The problem: Look through the listing and locate every line containing the word "JobFilter"; copy those lines.

Data for this exercise:
//! View state of a dashboard session, driven by a pure reducer.
//!
//! Every change to the authoritative collection or to the view parameters
//! arrives as a [`ViewEvent`]. [`ViewState::reduce`] applies one event and
//! recomputes every derived value before returning, so no caller can observe
//! a collection whose filtered sequence or page is out of date.

use crate::{
    filter::{JobFilter, filter_jobs},
    job::{Job, JobActions, JobId, JobStats},
    pagination::{PageRange, PageSize, clamp_page, page_buttons, paginate, total_pages},
};
use chrono::{DateTime, Utc};
use serde::{Deserialize, Serialize};
use std::collections::{BTreeSet, VecDeque};
use std::fmt;
use tracing::{debug, warn};

/// Notifications kept before the oldest is dropped.
pub const MAX_NOTIFICATIONS: usize = 20;

/// Monotonic number attached to each list refresh when it starts.
pub type RefreshSeq = u64;

/// How overlapping list refreshes resolve.
#[derive(Debug, Clone, Copy, PartialEq, Eq, Default, Serialize, Deserialize)]
#[serde(rename_all = "snake_case")]
pub enum RefreshPolicy {
    /// Every completion applies; the one that finishes last wins.
    #[default]
    LastCompletion,
    /// A completion older than the newest applied refresh is discarded.
    LatestRequest,
}

#[derive(Debug, Clone, Copy, PartialEq, Eq)]
pub enum CommandKind {
    Create,
    Update,
    Delete,
    Cancel,
    Retry,
}

impl CommandKind {
    pub fn past_tense(&self) -> &'static str {
        match self {
            CommandKind::Create => "created",
            CommandKind::Update => "updated",
            CommandKind::Delete => "deleted",
            CommandKind::Cancel => "cancelled",
            CommandKind::Retry => "queued for retry",
        }
    }
}

impl fmt::Display for CommandKind {
    fn fmt(&self, f: &mut fmt::Formatter<'_>) -> fmt::Result {
        let name = match self {
            CommandKind::Create => "create",
            CommandKind::Update => "update",
            CommandKind::Delete => "delete",
            CommandKind::Cancel => "cancel",
            CommandKind::Retry => "retry",
        };
        f.write_str(name)
    }
}

#[derive(Debug, Clone, PartialEq)]
pub enum ViewEvent {
    RefreshStarted {
        seq: RefreshSeq,
    },
    JobsRefreshed {
        seq: RefreshSeq,
        jobs: Vec<Job>,
    },
    RefreshFailed {
        seq: RefreshSeq,
        message: String,
    },
    StatsRefreshed(JobStats),
    StatsFailed(String),
    FilterChanged(JobFilter),
    PageChanged(u32),
    PageSizeChanged(PageSize),
    JobSelected(Option<JobId>),
    CommandCompleted {
        command: CommandKind,
        job_id: Option<JobId>,
        error: Option<String>,
    },
    /// Drop the notification at this index, oldest first.
    NotificationDismissed(usize),
    NotificationsCleared,
}

#[derive(Debug, Clone, Copy, PartialEq, Eq, Serialize)]
#[serde(rename_all = "lowercase")]
pub enum NotificationLevel {
    Info,
    Error,
}

/// Non-blocking message for the user.
#[derive(Debug, Clone, PartialEq, Serialize)]
pub struct Notification {
    pub level: NotificationLevel,
    pub message: String,
    pub at: DateTime<Utc>,
}

/// One visible row with the actions it offers.
#[derive(Debug, Clone, PartialEq)]
pub struct JobRow {
    pub job: Job,
    pub actions: JobActions,
    pub error_summary: Option<String>,
}

impl From<Job> for JobRow {
    fn from(job: Job) -> Self {
        Self {
            actions: job.actions(),
            error_summary: job.error_summary(),
            job,
        }
    }
}

/// Read-only snapshot handed to the presentation layer.
#[derive(Debug, Clone, PartialEq)]
pub struct DashboardView {
    pub rows: Vec<JobRow>,
    pub page: u32,
    pub page_size: PageSize,
    pub total_pages: u32,
    pub page_buttons: Vec<u32>,
    pub range: Option<PageRange>,
    pub has_previous: bool,
    pub has_next: bool,
    pub filtered_count: usize,
    pub total_count: usize,
    pub filter: JobFilter,
    pub stats: Option<JobStats>,
    pub loading: bool,
    pub selected: Option<Job>,
    pub notifications: Vec<Notification>,
}

#[derive(Debug, Clone)]
pub struct ViewState {
    policy: RefreshPolicy,
    jobs: Vec<Job>,
    filter: JobFilter,
    filtered: Vec<Job>,
    page: u32,
    page_size: PageSize,
    stats: Option<JobStats>,
    in_flight: BTreeSet<RefreshSeq>,
    newest_applied: Option<RefreshSeq>,
    loaded: bool,
    selected: Option<JobId>,
    notifications: VecDeque<Notification>,
}

impl Default for ViewState {
    fn default() -> Self {
        Self::new(RefreshPolicy::default(), PageSize::default())
    }
}

impl ViewState {
    pub fn new(policy: RefreshPolicy, page_size: PageSize) -> Self {
        Self {
            policy,
            jobs: Vec::new(),
            filter: JobFilter::default(),
            filtered: Vec::new(),
            page: 1,
            page_size,
            stats: None,
            in_flight: BTreeSet::new(),
            newest_applied: None,
            loaded: false,
            selected: None,
            notifications: VecDeque::new(),
        }
    }

    /// `(state, event) -> state'`
    pub fn reduce(mut self, event: ViewEvent) -> Self {
        self.apply(event);
        self
    }

    /// In-place form of [`ViewState::reduce`].
    pub fn apply(&mut self, event: ViewEvent) {
        match event {
            ViewEvent::RefreshStarted { seq } => {
                self.in_flight.insert(seq);
            }
            ViewEvent::JobsRefreshed { seq, jobs } => {
                self.in_flight.remove(&seq);
                if self.policy == RefreshPolicy::LatestRequest
                    && self.newest_applied.is_some_and(|newest| seq < newest)
                {
                    warn!(
                        "Discarding stale job refresh #{} (newest applied #{})",
                        seq,
                        self.newest_applied.unwrap_or_default()
                    );
                    return;
                }
                debug!("Applying job refresh #{} with {} jobs", seq, jobs.len());
                self.newest_applied = Some(self.newest_applied.map_or(seq, |n| n.max(seq)));
                self.loaded = true;
                self.jobs = jobs;
                let jobs = &self.jobs;
                self.selected = self
                    .selected
                    .take()
                    .filter(|id| jobs.iter().any(|job| &job.id == id));
                self.recompute();
            }
            ViewEvent::RefreshFailed { seq, message } => {
                self.in_flight.remove(&seq);
                if !self.loaded {
                    // nothing good to fall back to on the first load
                    self.loaded = true;
                    self.jobs.clear();
                    self.recompute();
                }
                self.notify(
                    NotificationLevel::Error,
                    format!("Failed to fetch jobs: {}", message),
                );
            }
            ViewEvent::StatsRefreshed(stats) => {
                self.stats = Some(stats);
            }
            ViewEvent::StatsFailed(message) => {
                self.notify(
                    NotificationLevel::Error,
                    format!("Failed to fetch stats: {}", message),
                );
            }
            ViewEvent::FilterChanged(filter) => {
                self.filter = filter;
                self.recompute();
            }
            ViewEvent::PageChanged(page) => {
                self.page = clamp_page(page, self.total_pages());
            }
            ViewEvent::PageSizeChanged(page_size) => {
                self.page_size = page_size;
                self.page = 1;
            }
            ViewEvent::JobSelected(id) => {
                self.selected = id;
            }
            ViewEvent::CommandCompleted {
                command,
                job_id,
                error,
            } => match error {
                Some(error) => self.notify(
                    NotificationLevel::Error,
                    format!("Failed to {} job: {}", command, error),
                ),
                None => {
                    let subject = job_id
                        .map(|id| format!("Job {}", id))
                        .unwrap_or_else(|| "Job".to_string());
                    self.notify(
                        NotificationLevel::Info,
                        format!("{} {}", subject, command.past_tense()),
                    );
                }
            },
            ViewEvent::NotificationDismissed(index) => {
                self.notifications.remove(index);
            }
            ViewEvent::NotificationsCleared => {
                self.notifications.clear();
            }
        }
    }

    fn recompute(&mut self) {
        self.filtered = filter_jobs(&self.jobs, &self.filter);
        self.page = 1;
    }

    fn notify(&mut self, level: NotificationLevel, message: String) {
        if self.notifications.len() == MAX_NOTIFICATIONS {
            self.notifications.pop_front();
        }
        self.notifications.push_back(Notification {
            level,
            message,
            at: Utc::now(),
        });
    }

    pub fn policy(&self) -> RefreshPolicy {
        self.policy
    }

    /// The authoritative collection as last refreshed.
    pub fn jobs(&self) -> &[Job] {
        &self.jobs
    }

    pub fn find_job(&self, id: &str) -> Option<&Job> {
        self.jobs.iter().find(|job| job.id == id)
    }

    pub fn filtered(&self) -> &[Job] {
        &self.filtered
    }

    pub fn filter(&self) -> &JobFilter {
        &self.filter
    }

    pub fn page(&self) -> u32 {
        self.page
    }

    pub fn page_size(&self) -> PageSize {
        self.page_size
    }

    pub fn total_pages(&self) -> u32 {
        total_pages(self.filtered.len(), self.page_size)
    }

    pub fn stats(&self) -> Option<&JobStats> {
        self.stats.as_ref()
    }

    /// True until the first load settles and while any refresh is in flight.
    pub fn is_loading(&self) -> bool {
        !self.loaded || !self.in_flight.is_empty()
    }

    /// The selected job, resolved against the current collection.
    pub fn selected_job(&self) -> Option<&Job> {
        self.selected.as_deref().and_then(|id| self.find_job(id))
    }

    pub fn notifications(&self) -> impl Iterator<Item = &Notification> {
        self.notifications.iter()
    }

    pub fn view(&self) -> DashboardView {
        let page = paginate(&self.filtered, self.page, self.page_size);
        DashboardView {
            rows: page.window.into_iter().map(JobRow::from).collect(),
            page: self.page,
            page_size: self.page_size,
            total_pages: page.total_pages,
            page_buttons: page_buttons(self.page, page.total_pages),
            range: PageRange::new(self.page, self.page_size, self.filtered.len()),
            has_previous: self.page > 1,
            has_next: self.page < page.total_pages,
            filtered_count: self.filtered.len(),
            total_count: self.jobs.len(),
            filter: self.filter.clone(),
            stats: self.stats,
            loading: self.is_loading(),
            selected: self.selected_job().cloned(),
            notifications: self.notifications.iter().cloned().collect(),
        }
    }
}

Answer to the problem:
    filter::{JobFilter, filter_jobs},
    FilterChanged(JobFilter),
    pub filter: JobFilter,
    filter: JobFilter,
            filter: JobFilter::default(),
    pub fn filter(&self) -> &JobFilter {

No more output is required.